- _DATA SUPPLIED_:
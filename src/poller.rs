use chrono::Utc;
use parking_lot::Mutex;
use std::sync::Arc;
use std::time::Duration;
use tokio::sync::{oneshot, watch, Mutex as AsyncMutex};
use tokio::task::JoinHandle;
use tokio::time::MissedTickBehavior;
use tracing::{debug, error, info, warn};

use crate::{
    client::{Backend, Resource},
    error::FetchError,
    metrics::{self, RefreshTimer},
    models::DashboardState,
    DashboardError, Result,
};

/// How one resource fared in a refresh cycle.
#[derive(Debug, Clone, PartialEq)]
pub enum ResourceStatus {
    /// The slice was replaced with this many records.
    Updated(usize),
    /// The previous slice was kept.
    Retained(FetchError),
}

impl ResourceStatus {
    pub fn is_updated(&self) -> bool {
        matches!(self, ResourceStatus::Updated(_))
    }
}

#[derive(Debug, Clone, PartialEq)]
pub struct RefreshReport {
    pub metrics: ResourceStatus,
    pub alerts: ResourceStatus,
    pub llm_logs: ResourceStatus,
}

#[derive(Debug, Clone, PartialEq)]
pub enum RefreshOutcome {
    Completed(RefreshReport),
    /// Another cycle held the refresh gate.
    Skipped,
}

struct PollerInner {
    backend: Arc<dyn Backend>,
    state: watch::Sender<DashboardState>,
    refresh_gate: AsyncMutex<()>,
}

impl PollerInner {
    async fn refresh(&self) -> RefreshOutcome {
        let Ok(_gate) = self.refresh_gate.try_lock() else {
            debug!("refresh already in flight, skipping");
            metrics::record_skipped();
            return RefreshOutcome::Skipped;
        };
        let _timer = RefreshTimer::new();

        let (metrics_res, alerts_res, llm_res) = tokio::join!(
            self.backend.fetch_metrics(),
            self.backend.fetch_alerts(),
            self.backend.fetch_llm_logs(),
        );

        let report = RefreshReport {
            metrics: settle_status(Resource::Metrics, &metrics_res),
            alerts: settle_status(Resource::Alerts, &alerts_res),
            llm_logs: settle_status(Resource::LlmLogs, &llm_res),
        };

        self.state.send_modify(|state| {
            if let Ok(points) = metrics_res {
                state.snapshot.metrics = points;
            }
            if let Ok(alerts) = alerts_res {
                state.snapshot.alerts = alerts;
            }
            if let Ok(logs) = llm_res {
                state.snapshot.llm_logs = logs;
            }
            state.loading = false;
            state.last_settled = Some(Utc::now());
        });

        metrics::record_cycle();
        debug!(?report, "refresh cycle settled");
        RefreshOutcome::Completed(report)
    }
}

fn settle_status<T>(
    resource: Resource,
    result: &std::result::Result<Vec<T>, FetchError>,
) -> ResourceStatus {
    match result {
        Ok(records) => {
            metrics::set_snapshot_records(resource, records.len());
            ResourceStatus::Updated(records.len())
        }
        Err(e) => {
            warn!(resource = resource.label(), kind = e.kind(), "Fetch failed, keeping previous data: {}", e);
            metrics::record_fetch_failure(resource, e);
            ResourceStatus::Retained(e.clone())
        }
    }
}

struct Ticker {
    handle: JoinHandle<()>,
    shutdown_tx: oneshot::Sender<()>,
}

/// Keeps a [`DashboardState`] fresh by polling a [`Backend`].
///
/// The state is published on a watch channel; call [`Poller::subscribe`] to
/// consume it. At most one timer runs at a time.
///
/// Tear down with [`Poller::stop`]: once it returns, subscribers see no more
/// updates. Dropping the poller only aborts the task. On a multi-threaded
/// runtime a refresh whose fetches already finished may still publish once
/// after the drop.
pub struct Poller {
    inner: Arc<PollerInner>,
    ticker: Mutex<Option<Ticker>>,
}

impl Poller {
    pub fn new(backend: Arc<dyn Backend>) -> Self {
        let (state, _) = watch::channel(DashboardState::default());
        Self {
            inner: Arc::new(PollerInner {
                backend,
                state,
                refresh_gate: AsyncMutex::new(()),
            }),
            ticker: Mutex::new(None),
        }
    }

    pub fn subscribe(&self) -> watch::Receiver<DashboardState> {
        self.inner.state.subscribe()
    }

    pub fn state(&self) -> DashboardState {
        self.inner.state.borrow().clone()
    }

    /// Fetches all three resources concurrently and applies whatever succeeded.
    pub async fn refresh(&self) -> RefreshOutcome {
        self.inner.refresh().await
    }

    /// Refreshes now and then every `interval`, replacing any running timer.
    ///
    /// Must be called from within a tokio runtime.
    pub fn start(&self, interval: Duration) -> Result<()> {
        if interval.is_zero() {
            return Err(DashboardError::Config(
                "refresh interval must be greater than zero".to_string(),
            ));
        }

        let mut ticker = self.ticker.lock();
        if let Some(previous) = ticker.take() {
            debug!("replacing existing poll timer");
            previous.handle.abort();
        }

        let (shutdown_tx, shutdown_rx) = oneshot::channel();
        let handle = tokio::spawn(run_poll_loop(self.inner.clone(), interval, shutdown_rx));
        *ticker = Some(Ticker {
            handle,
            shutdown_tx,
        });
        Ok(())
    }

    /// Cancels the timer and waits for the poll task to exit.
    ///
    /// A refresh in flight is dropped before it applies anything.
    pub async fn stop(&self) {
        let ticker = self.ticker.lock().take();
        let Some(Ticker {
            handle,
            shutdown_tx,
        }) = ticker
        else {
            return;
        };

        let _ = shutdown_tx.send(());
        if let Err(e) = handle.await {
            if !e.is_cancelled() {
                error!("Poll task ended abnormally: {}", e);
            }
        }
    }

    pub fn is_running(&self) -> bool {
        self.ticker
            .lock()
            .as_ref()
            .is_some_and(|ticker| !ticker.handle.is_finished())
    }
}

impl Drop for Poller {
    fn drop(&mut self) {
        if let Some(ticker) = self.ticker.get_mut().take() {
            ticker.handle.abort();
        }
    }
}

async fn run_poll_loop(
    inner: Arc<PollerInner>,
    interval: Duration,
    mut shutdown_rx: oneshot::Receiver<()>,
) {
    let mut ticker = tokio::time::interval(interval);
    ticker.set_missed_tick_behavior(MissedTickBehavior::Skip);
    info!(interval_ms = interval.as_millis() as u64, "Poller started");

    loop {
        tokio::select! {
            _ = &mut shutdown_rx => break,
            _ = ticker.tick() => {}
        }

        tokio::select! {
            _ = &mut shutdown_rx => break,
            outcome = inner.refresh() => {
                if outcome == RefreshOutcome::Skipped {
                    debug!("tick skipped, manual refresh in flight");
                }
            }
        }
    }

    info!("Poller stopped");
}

- _ACTIVITY_: Every line above holding the string "RefreshReport" should be listed.

- _PROBLEM SOLUTION_:
pub struct RefreshReport {
    Completed(RefreshReport),
        let report = RefreshReport {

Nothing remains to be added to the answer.